Business Impact Analysis

ISO 22301 describes Business Impact Analysis as: A process of analysing activities and the effect that a business disruption might have upon them.

Business Impact Analysis activities are delivered as meetings with individuals as well as with groups of people as workshops to gather the required information. All activities are delivered to assess the impacts of activity disruption and the resulting consequences to the delivery of the organisations key products and services.

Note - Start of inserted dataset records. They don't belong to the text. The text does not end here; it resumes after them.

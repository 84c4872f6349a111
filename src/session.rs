//! Per-replica session facade.
//!
//! One `CanvasSession` owns the full stack for one user in one room: the
//! document, the change observer, undo history, presence, persistence, and
//! the sync handle. The embedding application drives it from its UI loop:
//! local edits in, `poll` once per frame, remote changes out through the
//! [`CanvasBridge`].

use std::collections::BTreeMap;
use std::time::Instant;

use anyhow::Result;
use tracing::{debug, info, warn};

use crate::document::{
    AttrValue, Document, ObjectId, Origin, ReplicaId, RoomId, StoreError, WireOp,
};
use crate::history::{self, HistoryManager};
use crate::observer::{CanvasBridge, ChangeObserver, LocalEdit};
use crate::persistence::{PersistError, PersistenceService};
use crate::presence::{MoveThrottle, PresenceMessage, PresenceTracker, UserId, UserIdentity};
use crate::sync::{start_sync_thread, SyncCommand, SyncConfig, SyncEvent, SyncHandle, SyncMode};

/// Connection state surfaced to the UI.
#[derive(Debug, Clone, Copy, PartialEq, Eq)]
pub enum ConnectionStatus {
    Connected,
    Reconnecting,
    Disconnected,
}

/// Everything one replica needs to participate in a room.
pub struct CanvasSession {
    doc: Document,
    observer: ChangeObserver,
    history: HistoryManager,
    presence: PresenceTracker,
    move_throttle: MoveThrottle,
    persistence: PersistenceService,
    identity: UserIdentity,
    sync: Option<SyncHandle>,
    status: ConnectionStatus,
    ticket: Option<String>,
    /// Ops minted while the peer link was down, flushed on reconnect.
    offline_queue: Vec<WireOp>,
}

impl CanvasSession {
    /// Create a session and hydrate the document from storage if a snapshot
    /// exists. Corrupt storage is an error; missing storage is a fresh room.
    pub fn new(
        room: RoomId,
        identity: UserIdentity,
        persistence: PersistenceService,
    ) -> Result<Self, PersistError> {
        let mut doc = Document::new(room, ReplicaId::new());
        persistence.load(&mut doc)?;
        Ok(Self {
            doc,
            observer: ChangeObserver::new(),
            history: HistoryManager::default(),
            presence: PresenceTracker::new(UserId::new()),
            move_throttle: MoveThrottle::default(),
            persistence,
            identity,
            sync: None,
            status: ConnectionStatus::Disconnected,
            ticket: None,
            offline_queue: Vec::new(),
        })
    }

    // --- Networking lifecycle ---

    /// Start the sync thread, optionally joining a peer by ticket, and
    /// announce our presence.
    pub fn connect(&mut self, join_ticket: Option<String>) -> Result<()> {
        let handle = start_sync_thread(SyncConfig {
            room: self.doc.room(),
            replica: self.doc.replica(),
            user: self.presence.local_user(),
            mode: SyncMode::Active { join_ticket },
            initial_snapshot: Some(self.doc.snapshot()),
        })?;
        self.ticket = handle.ticket.clone();
        handle.send_command(SyncCommand::BroadcastPresence(PresenceMessage::Join {
            room: self.doc.room(),
            user: self.presence.local_user(),
            name: self.identity.name.clone(),
            color: self.identity.color.clone(),
        }))?;
        self.sync = Some(handle);
        self.status = ConnectionStatus::Connected;
        info!(room = %self.doc.room(), "session connected");
        Ok(())
    }

    /// Teardown: announce leave, save once best-effort, stop sync.
    pub fn close(&mut self) {
        if let Some(sync) = self.sync.take() {
            let _ = sync.send_command(SyncCommand::Shutdown);
        }
        self.persistence.save_on_teardown(&self.doc);
        self.status = ConnectionStatus::Disconnected;
    }

    // --- Local edits ---

    /// Create an object from toolkit attributes. Returns the new id, or None
    /// if the edit was deferred past an in-flight merge cycle.
    pub fn add_object(
        &mut self,
        attrs: BTreeMap<String, AttrValue>,
        now: Instant,
    ) -> Result<Option<ObjectId>, StoreError> {
        self.local_edit(LocalEdit::Add { attrs }, now)
    }

    /// Overwrite fields of an object. `continuous` marks drag-style updates
    /// for coalescing.
    pub fn modify_object(
        &mut self,
        id: ObjectId,
        changes: BTreeMap<String, AttrValue>,
        continuous: bool,
        now: Instant,
    ) -> Result<(), StoreError> {
        self.local_edit(
            LocalEdit::Modify {
                id,
                changes,
                continuous,
            },
            now,
        )?;
        Ok(())
    }

    pub fn remove_object(&mut self, id: ObjectId, now: Instant) -> Result<(), StoreError> {
        self.local_edit(LocalEdit::Remove { id }, now)?;
        Ok(())
    }

    /// Apply a batch of edits as one undoable transaction; a later single
    /// undo reverts all of them together.
    pub fn apply_batch(&mut self, edits: Vec<LocalEdit>, now: Instant) -> Result<(), StoreError> {
        if !self.observer.enter_cycle() {
            for edit in edits {
                self.observer.defer(edit);
            }
            return Ok(());
        }
        self.history.begin();
        let mut result = Ok(());
        for edit in edits {
            if let Err(e) = self.perform(edit, now) {
                result = Err(e);
                break;
            }
        }
        self.history.commit();
        self.observer.exit_cycle();
        self.process_deferred(now)?;
        result
    }

    fn local_edit(
        &mut self,
        edit: LocalEdit,
        now: Instant,
    ) -> Result<Option<ObjectId>, StoreError> {
        if !self.observer.enter_cycle() {
            self.observer.defer(edit);
            return Ok(None);
        }
        self.history.begin();
        let result = self.perform(edit, now);
        self.history.commit();
        self.observer.exit_cycle();
        self.process_deferred(now)?;
        result
    }

    /// Execute one edit inside an open cycle and history transaction.
    fn perform(&mut self, edit: LocalEdit, now: Instant) -> Result<Option<ObjectId>, StoreError> {
        match edit {
            LocalEdit::Add { attrs } => {
                let (op, _event) = self.doc.create_object(attrs.clone())?;
                let id = op.object;
                self.history.record_create(id, attrs);
                self.forward(op, false, now);
                Ok(Some(id))
            }
            LocalEdit::Modify {
                id,
                changes,
                continuous,
            } => {
                let Some(view) = self.doc.get(id) else {
                    warn!(object = %id, "modify for unknown object dropped");
                    return Ok(None);
                };
                let (op, _event) = self.doc.update_object(id, changes.clone())?;
                for (field, after) in changes {
                    let before = view.attrs.get(&field).cloned();
                    self.history.record_update(id, &field, before, after);
                }
                self.forward(op, continuous, now);
                Ok(None)
            }
            LocalEdit::Remove { id } => {
                let Some(view) = self.doc.get(id) else {
                    warn!(object = %id, "remove for unknown object dropped");
                    return Ok(None);
                };
                let (op, _event) = self.doc.delete_object(id)?;
                self.history.record_delete(id, view.attrs);
                self.forward(op, false, now);
                Ok(None)
            }
        }
    }

    fn forward(&mut self, op: WireOp, continuous: bool, now: Instant) {
        self.persistence.mark_dirty();
        if let Some(op) = self.observer.forward_local(op, continuous, now) {
            self.send_op(op);
        }
    }

    /// Replay edits the toolkit fired during a merge cycle.
    fn process_deferred(&mut self, now: Instant) -> Result<(), StoreError> {
        loop {
            let deferred = self.observer.drain_deferred();
            if deferred.is_empty() {
                return Ok(());
            }
            for edit in deferred {
                self.local_edit(edit, now)?;
            }
        }
    }

    /// Signal the end of a drag; the final coalesced value goes out now.
    pub fn end_drag(&mut self, id: ObjectId, now: Instant) {
        if let Some(op) = self.observer.flush(id, now) {
            self.send_op(op);
        }
    }

    // --- Undo / redo ---

    /// Revert the most recent local transaction. Returns whether anything
    /// was undone.
    pub fn undo(&mut self, now: Instant) -> Result<bool, StoreError> {
        let Some(entry) = self.history.undo() else {
            return Ok(false);
        };
        let ops = history::apply_inverse(&entry, &mut self.doc)?;
        for (op, _event) in ops {
            self.forward(op, false, now);
        }
        debug!("undid transaction");
        Ok(true)
    }

    /// Re-apply the most recently undone transaction.
    pub fn redo(&mut self, now: Instant) -> Result<bool, StoreError> {
        let Some(entry) = self.history.redo() else {
            return Ok(false);
        };
        let ops = history::apply_forward(&entry, &mut self.doc)?;
        for (op, _event) in ops {
            self.forward(op, false, now);
        }
        debug!("redid transaction");
        Ok(true)
    }

    pub fn can_undo(&self) -> bool {
        self.history.can_undo()
    }

    pub fn can_redo(&self) -> bool {
        self.history.can_redo()
    }

    // --- Presence ---

    /// Broadcast the local cursor position, rate limited. Blocked moves are
    /// dropped silently.
    pub fn move_cursor(&mut self, x: f64, y: f64, now: Instant) {
        if !self.move_throttle.allow(now) {
            return;
        }
        if let Some(sync) = &self.sync {
            let _ = sync.send_command(SyncCommand::BroadcastPresence(PresenceMessage::Move {
                user: self.presence.local_user(),
                x,
                y,
            }));
        }
    }

    // --- Poll loop ---

    /// Drain sync events, sweep stale presence, release coalesced ops, and
    /// run the debounced save. Call once per UI frame. Returns users whose
    /// cursors went stale and should be removed from the canvas.
    pub fn poll(&mut self, bridge: &mut dyn CanvasBridge, now: Instant) -> Vec<UserId> {
        while let Some(event) = self.sync.as_ref().and_then(|s| s.poll_event()) {
            self.handle_sync_event(event, bridge, now);
        }

        for op in self.observer.poll_pending(now) {
            self.send_op(op);
        }

        let evicted = self.presence.sweep(now);
        self.persistence.tick(&self.doc, now);
        evicted
    }

    fn handle_sync_event(&mut self, event: SyncEvent, bridge: &mut dyn CanvasBridge, now: Instant) {
        match event {
            SyncEvent::Ready { ticket } => {
                self.ticket = Some(ticket);
            }
            SyncEvent::RemoteOp(op) => {
                // Toolkit callbacks fired while the bridge applies this are
                // deferred, not recursed.
                if self.observer.enter_cycle() {
                    match self.doc.apply(&op, Origin::Remote) {
                        Ok(Some(change)) => {
                            self.observer.dispatch(&self.doc, &change, bridge);
                            self.persistence.mark_dirty();
                        }
                        Ok(None) => {
                            self.persistence.mark_dirty();
                        }
                        Err(e) => warn!(error = %e, "remote op rejected"),
                    }
                    self.observer.exit_cycle();
                    if let Err(e) = self.process_deferred(now) {
                        warn!(error = %e, "deferred edit failed");
                    }
                }
            }
            SyncEvent::RemoteSnapshot(bytes) => {
                if self.observer.enter_cycle() {
                    match self.doc.merge_snapshot(&bytes) {
                        Ok(changes) => {
                            for change in &changes {
                                self.observer.dispatch(&self.doc, change, bridge);
                            }
                            if !changes.is_empty() {
                                self.persistence.mark_dirty();
                            }
                        }
                        Err(e) => warn!(error = %e, "remote snapshot rejected"),
                    }
                    self.observer.exit_cycle();
                    if let Err(e) = self.process_deferred(now) {
                        warn!(error = %e, "deferred edit failed");
                    }
                }
            }
            SyncEvent::Presence(msg) => {
                self.presence.apply(&msg, now);
            }
            SyncEvent::PeerStatus { connected } => {
                if connected {
                    self.status = ConnectionStatus::Connected;
                    self.flush_offline_queue();
                } else {
                    self.status = ConnectionStatus::Reconnecting;
                }
            }
            SyncEvent::Error(e) => {
                warn!(error = %e, "sync error");
            }
        }
    }

    fn send_op(&mut self, op: WireOp) {
        match (&self.sync, self.status) {
            (Some(sync), ConnectionStatus::Connected) => {
                if sync.send_command(SyncCommand::BroadcastOp(op)).is_err() {
                    warn!("sync thread gone, op dropped");
                }
            }
            (Some(_), _) => {
                // Link is down; hold the op until reconnect.
                self.offline_queue.push(op);
            }
            (None, _) => {}
        }
    }

    fn flush_offline_queue(&mut self) {
        if self.offline_queue.is_empty() {
            return;
        }
        info!(ops = self.offline_queue.len(), "flushing offline op queue");
        let queued = std::mem::take(&mut self.offline_queue);
        for op in queued {
            self.send_op(op);
        }
    }

    // --- Persistence ---

    /// Save immediately, outside the debounce window.
    pub fn save(&mut self, now: Instant) -> bool {
        self.persistence.save_now(&self.doc, now)
    }

    // --- Accessors ---

    pub fn document(&self) -> &Document {
        &self.doc
    }

    pub fn presence(&self) -> &PresenceTracker {
        &self.presence
    }

    pub fn status(&self) -> ConnectionStatus {
        self.status
    }

    /// Shareable ticket for other users to join this session.
    pub fn ticket(&self) -> Option<&str> {
        self.ticket.as_deref()
    }
}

The key outputs achieved through completing Business Impact Analysis activities are:

  1. To identify the activities that underpin the delivery of the organisations key products and services
  2. To assess the impacts over time to the organisation if these activities are prevented from being performed
  3. To determine the timeframes these suspended activities (and data) must be resumed by in order to ensure that no further (potentially irreversible) damage is sustained by the organisation. These are known as Recovery Time Objective (RTO), Maximum Tolerable Period of Disruption (MTPD) and Recovery Point Objective (RPO)
  4. To establish all of the dependencies such as IT (including communications), other departments, suppliers and niche skill sets (as examples) required for the activities to be conducted

DisasterComUK consulting practitioners have conducted Business Impact Analysis activities in the form of group workshops and individual meetings with organisations in the Private and Public sector spanning local and international business locations. Each specifically tailored to gather the required data in the most productive, time-efficient manner, and in a format that can be used again by the employing organisation.